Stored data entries
++++++

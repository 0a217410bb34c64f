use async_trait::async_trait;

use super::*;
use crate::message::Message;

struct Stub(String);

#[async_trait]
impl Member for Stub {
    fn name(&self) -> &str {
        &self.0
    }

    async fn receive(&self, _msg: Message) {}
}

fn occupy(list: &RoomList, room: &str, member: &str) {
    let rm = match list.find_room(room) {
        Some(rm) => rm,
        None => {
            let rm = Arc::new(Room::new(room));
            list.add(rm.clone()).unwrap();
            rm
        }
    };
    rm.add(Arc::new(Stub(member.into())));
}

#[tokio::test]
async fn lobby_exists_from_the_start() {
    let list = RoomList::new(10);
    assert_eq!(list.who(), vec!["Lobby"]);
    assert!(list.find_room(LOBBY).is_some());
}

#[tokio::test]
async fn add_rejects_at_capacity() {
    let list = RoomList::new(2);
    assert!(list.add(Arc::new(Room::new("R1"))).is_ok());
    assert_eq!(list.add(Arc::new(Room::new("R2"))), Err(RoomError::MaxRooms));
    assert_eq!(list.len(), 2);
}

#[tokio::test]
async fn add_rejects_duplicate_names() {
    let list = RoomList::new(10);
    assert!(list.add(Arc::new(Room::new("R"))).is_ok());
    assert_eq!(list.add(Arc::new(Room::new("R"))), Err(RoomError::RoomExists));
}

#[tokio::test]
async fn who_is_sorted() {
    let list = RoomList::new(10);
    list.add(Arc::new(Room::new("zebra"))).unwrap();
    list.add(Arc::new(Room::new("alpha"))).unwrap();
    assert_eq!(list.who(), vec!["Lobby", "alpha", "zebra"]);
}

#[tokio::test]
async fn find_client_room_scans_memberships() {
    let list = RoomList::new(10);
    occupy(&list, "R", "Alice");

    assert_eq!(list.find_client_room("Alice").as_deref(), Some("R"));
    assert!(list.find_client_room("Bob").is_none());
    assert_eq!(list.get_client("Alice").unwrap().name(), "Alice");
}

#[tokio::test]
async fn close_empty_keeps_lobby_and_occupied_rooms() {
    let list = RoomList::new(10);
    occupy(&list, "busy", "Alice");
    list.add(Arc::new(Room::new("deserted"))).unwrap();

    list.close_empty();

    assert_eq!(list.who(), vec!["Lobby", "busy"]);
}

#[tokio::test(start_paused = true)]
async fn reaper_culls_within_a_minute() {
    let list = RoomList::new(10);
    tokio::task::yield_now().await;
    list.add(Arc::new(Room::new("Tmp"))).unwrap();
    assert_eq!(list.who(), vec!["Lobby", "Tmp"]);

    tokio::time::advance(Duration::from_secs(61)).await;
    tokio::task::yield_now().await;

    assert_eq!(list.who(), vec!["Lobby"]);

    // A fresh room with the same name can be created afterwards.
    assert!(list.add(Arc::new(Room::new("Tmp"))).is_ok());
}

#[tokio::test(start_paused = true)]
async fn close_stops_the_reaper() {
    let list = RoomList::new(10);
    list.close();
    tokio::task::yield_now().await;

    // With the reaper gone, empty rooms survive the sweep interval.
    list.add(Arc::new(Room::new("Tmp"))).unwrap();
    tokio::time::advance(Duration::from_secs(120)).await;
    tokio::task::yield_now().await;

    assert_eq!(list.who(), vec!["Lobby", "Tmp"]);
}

++++++

### What you will do
Send back each record exactly, and include them all.

### Answer
repository 0a217410bb34c64f
use async_trait::async_trait;

use super::*;
use crate::message::Message;

struct Stub(String);

#[async_trait]
impl Member for Stub {
    fn name(&self) -> &str {
        &self.0
    }

    async fn receive(&self, _msg: Message) {}
}

fn occupy(list: &RoomList, room: &str, member: &str) {
    let rm = match list.find_room(room) {
        Some(rm) => rm,
        None => {
            let rm = Arc::new(Room::new(room));
            list.add(rm.clone()).unwrap();
            rm
        }
    };
    rm.add(Arc::new(Stub(member.into())));
}

#[tokio::test]
async fn lobby_exists_from_the_start() {
    let list = RoomList::new(10);
    assert_eq!(list.who(), vec!["Lobby"]);
    assert!(list.find_room(LOBBY).is_some());
}

#[tokio::test]
async fn add_rejects_at_capacity() {
    let list = RoomList::new(2);
    assert!(list.add(Arc::new(Room::new("R1"))).is_ok());
    assert_eq!(list.add(Arc::new(Room::new("R2"))), Err(RoomError::MaxRooms));
    assert_eq!(list.len(), 2);
}

#[tokio::test]
async fn add_rejects_duplicate_names() {
    let list = RoomList::new(10);
    assert!(list.add(Arc::new(Room::new("R"))).is_ok());
    assert_eq!(list.add(Arc::new(Room::new("R"))), Err(RoomError::RoomExists));
}

#[tokio::test]
async fn who_is_sorted() {
    let list = RoomList::new(10);
    list.add(Arc::new(Room::new("zebra"))).unwrap();
    list.add(Arc::new(Room::new("alpha"))).unwrap();
    assert_eq!(list.who(), vec!["Lobby", "alpha", "zebra"]);
}

#[tokio::test]
async fn find_client_room_scans_memberships() {
    let list = RoomList::new(10);
    occupy(&list, "R", "Alice");

    assert_eq!(list.find_client_room("Alice").as_deref(), Some("R"));
    assert!(list.find_client_room("Bob").is_none());
    assert_eq!(list.get_client("Alice").unwrap().name(), "Alice");
}

#[tokio::test]
async fn close_empty_keeps_lobby_and_occupied_rooms() {
    let list = RoomList::new(10);
    occupy(&list, "busy", "Alice");
    list.add(Arc::new(Room::new("deserted"))).unwrap();

    list.close_empty();

    assert_eq!(list.who(), vec!["Lobby", "busy"]);
}

#[tokio::test(start_paused = true)]
async fn reaper_culls_within_a_minute() {
    let list = RoomList::new(10);
    tokio::task::yield_now().await;
    list.add(Arc::new(Room::new("Tmp"))).unwrap();
    assert_eq!(list.who(), vec!["Lobby", "Tmp"]);

    tokio::time::advance(Duration::from_secs(61)).await;
    tokio::task::yield_now().await;

    assert_eq!(list.who(), vec!["Lobby"]);

    // A fresh room with the same name can be created afterwards.
    assert!(list.add(Arc::new(Room::new("Tmp"))).is_ok());
}

#[tokio::test(start_paused = true)]
async fn close_stops_the_reaper() {
    let list = RoomList::new(10);
    list.close();
    tokio::task::yield_now().await;

    // With the reaper gone, empty rooms survive the sweep interval.
    list.add(Arc::new(Room::new("Tmp"))).unwrap();
    tokio::time::advance(Duration::from_secs(120)).await;
    tokio::task::yield_now().await;

    assert_eq!(list.who(), vec!["Lobby", "Tmp"]);
}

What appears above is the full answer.